#### Available data

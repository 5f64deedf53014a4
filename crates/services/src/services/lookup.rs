//! `id -> label` tables used to show foreign references by name.

use std::collections::HashMap;

use domain::record::{EntityRecord, RecordId, display_value};
use serde_json::Value;

#[derive(Debug, Clone, Default, PartialEq, Eq)]
pub struct LookupTable {
    labels: HashMap<RecordId, String>,
}

impl LookupTable {
    pub fn from_records(records: &[EntityRecord], label_field: &str) -> Self {
        Self {
            labels: records
                .iter()
                .filter_map(|record| {
                    let id = record.id.clone()?;
                    let label = record.text(label_field).unwrap_or_else(|| id.to_string());
                    Some((id, label))
                })
                .collect(),
        }
    }

    pub fn is_empty(&self) -> bool {
        self.labels.is_empty()
    }

    pub fn len(&self) -> usize {
        self.labels.len()
    }

    /// Choices for a select input, ordered by label.
    pub fn options(&self) -> Vec<(&RecordId, &str)> {
        let mut options: Vec<_> = self
            .labels
            .iter()
            .map(|(id, label)| (id, label.as_str()))
            .collect();
        options.sort_by(|a, b| a.1.cmp(b.1).then_with(|| a.0.cmp(b.0)));
        options
    }

    pub fn resolve(&self, id: &RecordId) -> Option<&str> {
        self.labels.get(id).map(String::as_str)
    }

    /// Label for a stored reference. Unknown ids (including every id while the
    /// table has not loaded yet) show as the raw id.
    pub fn label_for(&self, raw: &Value) -> String {
        match raw {
            Value::Array(items) => items
                .iter()
                .map(|item| self.label_for(item))
                .collect::<Vec<_>>()
                .join(", "),
            other => match RecordId::from_value(other) {
                Some(id) => self
                    .resolve(&id)
                    .map(str::to_string)
                    .unwrap_or_else(|| id.to_string()),
                None => display_value(other),
            },
        }
    }
}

########

Only those lines of the entries above that run from the line containing "let label = record.text(label_field).unwrap_or_else(||" to the line containing "ordered by label.", both included, should be transcribed exactly.

                    let label = record.text(label_field).unwrap_or_else(|| id.to_string());
                    Some((id, label))
                })
                .collect(),
        }
    }

    pub fn is_empty(&self) -> bool {
        self.labels.is_empty()
    }

    pub fn len(&self) -> usize {
        self.labels.len()
    }

    /// Choices for a select input, ordered by label.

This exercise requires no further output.